Just because he wasn’t seen as someone intensely concerned with ethics, Gossman says, doesn’t mean the issue didn’t matter to him. “For better or worse, the only funding of medical research is private funding — all the innovations come out of private companies. That’s just the way it is,” he says. “But, and this has been an issue of mine, how close [of a relationship] is too close?”
THAT IS A QUESTION THAT SOMEONE other than Gossman will have to answer. In March, in a required filing with the SEC, Medtronic revealed that its relationship with the Lahey Clinic and its doctors is under investigation by the U.S. Attorney’s Office in Massachusetts. Whatever the feds find, the allegations are powerful enough to cloud the reputation of two well-respected physicians, a highly regarded department, and a renowned hospital.
Gossman’s lawsuit may have launched a federal investigation, but it isn’t going to uncover any more bombshells. Around the time of Medtronic’s SEC filing, Lahey and Gossman agreed to a settlement, the terms of which include a stipulation that bars both sides from further discussing the case.

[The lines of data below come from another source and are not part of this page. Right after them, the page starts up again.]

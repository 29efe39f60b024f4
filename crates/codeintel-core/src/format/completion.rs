use super::{policy_for, CompletionItem};
use codeintel_engine::CompletionEntry;

/// Sort rank of a completion kind: imports, then data, then callables.
pub fn category(kind: &str) -> u8 {
    match kind {
        "module" | "import" | "namespace" | "package" => 0,
        "attribute" | "variable" | "property" | "field" | "constant" | "member" => 1,
        "function" | "method" | "class" | "constructor" => 2,
        _ => 3,
    }
}

/// Format engine completions for the popup.
///
/// `line` is the current line up to the cursor; on an import line callables
/// get no call placeholder.
pub fn format_completions(
    entries: &[CompletionEntry],
    language: &str,
    line: &str,
    trigger_type: Option<&str>,
) -> Vec<CompletionItem> {
    let policy = policy_for(language);
    let import_line = line.contains("import ");

    let mut sorted: Vec<&CompletionEntry> = entries.iter().collect();
    sorted.sort_by(|a, b| {
        category(&a.kind)
            .cmp(&category(&b.kind))
            .then_with(|| a.name.to_lowercase().cmp(&b.name.to_lowercase()))
            .then_with(|| a.name.cmp(&b.name))
    });

    sorted
        .into_iter()
        .map(|entry| {
            let name = policy.display_name(&entry.kind, &entry.name, trigger_type);
            let label = format!(
                "{}\t〔{}〕",
                entry.description.as_deref().unwrap_or(&name),
                capitalize(&entry.kind)
            );
            let mut insertion = name.replace('$', "\\$");
            if policy.is_callable(&entry.kind) && !import_line {
                insertion.push_str("($0)");
            }
            CompletionItem { label, insertion }
        })
        .collect()
}

fn capitalize(s: &str) -> String {
    let mut chars = s.chars();
    match chars.next() {
        Some(first) => first.to_uppercase().chain(chars).collect(),
        None => String::new(),
    }
}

That hardly means the matter is over, however. In the time that it was open, Gossman’s case revealed the inner workings of one of the world’s great hospitals, and laid bare the messy, if necessary, symbiotic relationships between physicians and medical technology companies. It also ended up damaging almost everyone involved. “It’s a very sad situation for both sides,” says a former Lahey staffer. “It’s a very sad situation all around.”